Decisamente bizzarro il contesto e la sua realizzazione, è vero. Molto meno stravagante ciò che viene costruito tutt’attorno al nucleo di “Musica Da Cucina”, secondo disco con questo titolo dopo l’esordio datato 2007. Bonelli, aiutato da un consistente numero di amici artisti, sceglie la carta dell’introspezione a singhiozzo, tinteggiando le diapositive di una musica che nasce, essenzialmente, negli ambiti chiusi delle piccole camere, con ascendenze post rock, minuti ricami folk, dolci armonie, dialoghi vocali. A tratti il mood, come quando entra in scena il clarinetto, tra scarni battiti ambientali ed essenziali arpeggi di chitarra, in “Lungo Il Mera”, è perfettamente speculare ai crepuscoli malinconici del Frank Schultge Blumm di “Summer Kling”. Nelle pieghe giocattolose che prendono alcuni pezzi, vedesi nello specifico il gorgogliante glockenspiel di “Zeffirina” o i sussulti freak nella lentezza cinematografica di “For Ellen”, si ripropone la questione dell’urgenza di un art pop tutto italiano, già sollevata l’anno scorso dal bislacco Music For Eleven Instruments. Il risultato finale è un album che fa della sua fragilità un grande punto di forza e sfodera una compattezza persino inusuale per il genere, perso nei balocchi di sonorità teoricamente astratte, ma realizzate pragmaticamente in maniera forbita e raffinata.

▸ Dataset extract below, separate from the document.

// Domain layer: backend entities, pure filters and ports.

pub mod filter;
pub mod model;
pub mod ports;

Musica Da Cucina, si fa sapere nella relativa biografia, ha suonato oltre 300 date in quattro anni, fra teatri, ristoranti, nursery e gallerie d’arte. Un po’ come ?aloS, il progetto solista di Stefania Pedretti degli OvO, ma non fatelo sapere ai puristi. Certo meno urticanti sono le combinazioni stilistiche, anche se gli esiti proposti non mancano di stuzzicare la curiosità. Il salto stilistico offre una certa, piacevole discontinuità di superficie, passando dalla perfetta concisione drakeiana di “Today” alle chitarre multistrati di “Chicchi Di Riso”, dalle sparute note di pianoforte scheggiate da decine di percussioni non convenzionali in “Arigna” al dagherrotipo autunnale di “Elvira E Amelia”, dal lieve crescendo per droni “fisici” in “Tanta Neve, Piedi Freddi” – forse l’episodio più genuinamente post rock dell’intera collezione, tra Dresda e certi Giardini Di Mirò – alla finale, conclusiva “Pasta Madre” (amplificata e riverberata a dovere tra le pareti del castello di Itri, in provincia di Latina), capace di raggrumare attorno a sé un’intensità sonora senza precedenti insistendo, con caparbietà minimalista, su un solo tema di poche note screziato da field recordings.

I disegni di copertina sono della nonna ottantacinquenne di Bonelli, Elvira Giorgetti. A voi stabilire se si tratta dell’ennesima presa di posizione arty o dell’ultimo tassello di un disegno coerente: noi ci siamo già schierati.